When reviewing the results of a patient’s cerebrospinal fluid analysis obtained from a lumbar puncture, which of the following does the nurse identify as abnormal?
a.
pH 7.35
b.
White blood cell count 4 cells/microlitre (0.004 cells/L)
c.
Protein 0.30 g/L (30 mg/dL)
d.
Glucose 1.7 mmol/L (30 mg/dL)
D
The glucose level is low.
Which of the following is an age-related change in the nervous system?
a.
Increased efficiency of temperature-regulating mechanism
b.
Decreased size of ventricles in the brain
c.
Decrease in electrical activity
d.
Increase in deep-tendon reflexes
C
A normal age-related change is a decrease in electrical activity. The temperature-regulating mechanism is decreased in efficiency in aging. The size of the ventricles increases with age. The deep-tendon reflexes either remain the same or decrease in aging.
During the neurological assessment, the patient cooperates with the nurse’s directions to grip with the hands and to move the feet, but does not respond to the nurse’s questions. The nurse will suspect which of the following?
a.
A temporal lobe lesion
b.
Injury to the cerebellum
c.
A brainstem lesion
d.
Damage to the frontal lobe
D
Expressive speech is controlled by Broca’s area in the frontal lobe.
Which neurotransmitter is involved in emotions, moods, and regulating motor control?
a.
Serotonin
b.
Epinephrine
c.
Dopamine
d.
Substance P
C
Dopamine is involved in emotions, moods, and regulating motor activity. Serotonin is also involved with moods and emotions but has no relevance to regulating motor control.

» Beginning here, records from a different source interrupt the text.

use criterion::{black_box, criterion_group, criterion_main, BenchmarkId, Criterion, Throughput};
use docket_stats::{canonical_filename, count_unique_json, CountOptions, MemoryListing, NoProgress};

const PREFIX: &str = "raw-data/EPA/EPA-HQ-OAR-2021-0317/text-EPA-HQ-OAR-2021-0317/comments/";

/// Keys for `records` comments where every third record has re-downloaded copies.
fn generate_keys(records: usize) -> Vec<String> {
    let mut keys = Vec::with_capacity(records * 2);
    for i in 0..records {
        keys.push(format!("{PREFIX}EPA-HQ-OAR-2021-0317-{i:07}.json"));
        if i % 3 == 0 {
            keys.push(format!("{PREFIX}EPA-HQ-OAR-2021-0317-{i:07}(1).json"));
            keys.push(format!("{PREFIX}EPA-HQ-OAR-2021-0317-{i:07}(1)(2).json"));
        }
    }
    keys
}

fn bench_canonical_filename(c: &mut Criterion) {
    let mut group = c.benchmark_group("canonical_filename");

    for key in [
        "EPA-HQ-OAR-2021-0317-0001.json",
        "EPA-HQ-OAR-2021-0317-0001(1)(2)(3).json",
        "EPA-HQ-OAR-2021-0317-0001.htm",
    ] {
        let full = format!("{PREFIX}{key}");
        group.bench_with_input(BenchmarkId::from_parameter(key), &full, |b, full| {
            b.iter(|| canonical_filename(black_box(full)).len())
        });
    }

    group.finish();
}

fn bench_count_unique(c: &mut Criterion) {
    let runtime = tokio::runtime::Builder::new_current_thread()
        .build()
        .unwrap();
    let mut group = c.benchmark_group("count_unique_json");

    for records in [1_000usize, 100_000] {
        let keys = generate_keys(records);
        group.throughput(Throughput::Elements(keys.len() as u64));

        group.bench_with_input(BenchmarkId::from_parameter(records), &keys, |b, keys| {
            b.iter(|| {
                let pages: Vec<Vec<String>> = keys.chunks(1000).map(|c| c.to_vec()).collect();
                let mut listing = MemoryListing::new(pages);
                runtime
                    .block_on(count_unique_json(
                        &mut listing,
                        CountOptions::default(),
                        &mut NoProgress,
                    ))
                    .unwrap()
            })
        });
    }

    group.finish();
}

criterion_group!(benches, bench_canonical_filename, bench_count_unique);
criterion_main!(benches);
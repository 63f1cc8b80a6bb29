//! Error types for docket-stats

use thiserror::Error;

/// Result type for docket-stats operations
pub type Result<T> = std::result::Result<T, DocketStatsError>;

/// Error types that can occur while gathering docket statistics
#[derive(Debug, Error)]
pub enum DocketStatsError {
    /// Missing or invalid configuration (e.g. no API key)
    #[error("{0}")]
    Config(String),

    /// The record API answered with a non-success status
    #[error("{status} for url: {url}")]
    Api {
        status: reqwest::StatusCode,
        url: String,
        body: String,
    },

    /// Transport-level HTTP failure
    #[error("request failed: {0}")]
    Http(#[from] reqwest::Error),

    /// The record API returned a body that is not the expected JSON
    #[error("invalid API response: {0}")]
    Json(#[from] serde_json::Error),

    /// Object store enumeration failed
    #[error("object listing failed: {0}")]
    Listing(String),
}

impl DocketStatsError {
    /// Response body of an upstream API error, if any was returned.
    pub fn response_body(&self) -> Option<&str> {
        match self {
            DocketStatsError::Api { body, .. } if !body.is_empty() => Some(body),
            _ => None,
        }
    }

    /// Lines the CLI writes to stderr before exiting with status 1.
    ///
    /// Upstream status errors are reported as HTTP errors followed by the
    /// response body; everything else as a plain error.
    pub fn stderr_lines(&self) -> Vec<String> {
        match self {
            DocketStatsError::Api { .. } => {
                let mut lines = vec![format!("HTTP error: {self}")];
                if let Some(body) = self.response_body() {
                    lines.push(body.to_string());
                }
                lines
            }
            _ => vec![format!("Error: {self}")],
        }
    }
}
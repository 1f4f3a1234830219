// Domain layer: record model, report types and the catalog port.

pub mod model;
pub mod ports;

Which internal structure arises from the basilar and two internal carotid arteries?
a.
Reticular formation
b.
Blood–brain barrier
c.
Circle of Willis
d.
Anterior communicating centre
C
The circle of Willis arises from the basilar and two internal carotid arteries.
Which area of the cerebrum would the nurses suspect is injured when the patient is unable to understand spoken words?
a.
Broca’s area
b.
Precentral gyrus
c.
Wernicke’s area
d.
Postcentral gyrus
C
The function of Wernicke’s area is to integrate auditory language, that is, understanding of spoken words.
The nurse expects that management of the patient who experiences a brief episode of tinnitus, diplopia, and dysarthria with no residual effects will include
a.
prophylactic clipping of cerebral aneurysms.
b.
heparin via continuous intravenous infusion.
c.
oral administration of low dose aspirin therapy.
d.
therapy with tissue plasminogen activator (tPA).
C
The patient’s symptoms are consistent with transient ischemic attack (TIA), and drugs that inhibit platelet aggregation are prescribed after a TIA to prevent stroke. Continuous heparin infusion is not routinely used after TIA or with acute ischemic stroke. The patient’s symptoms are not consistent with a cerebral aneurysm. tPA is used only for acute ischemic stroke, not for TIA.
Aspirin is ordered for a patient who is admitted with a possible stroke. Which information obtained during the admission assessment indicates that the nurse should consult with the health care provider before giving the aspirin?
a.
The patient has dysphasia.
b.
The patient has atrial fibrillation.
c.
The patient states, “My symptoms started with a terrible headache.”
d.
The patient has a history of brief episodes of right-sided hemiplegia.
C
A sudden onset headache is typical of a subarachnoid hemorrhage, and aspirin is contraindicated. Atrial fibrillation, dysphasia, and transient ischemic attack (TIA) are not contraindications to aspirin use, so the nurse can administer the aspirin.
A patient with a stroke experiences right-sided arm and leg paralysis and facial drooping on the right side. When admitting the patient, which clinical manifestation will the nurse expect to find?
a.
Impulsive behavior
b.
Right-sided neglect
c.
Hyperactive left-sided reflexes
d.
Difficulty in understanding commands
D
Right-sided paralysis indicates a left-brain stroke, which will lead to difficulty with comprehension and use of language. The left-side reflexes are likely to be intact. Impulsive behavior and neglect are more likely with a right-side stroke.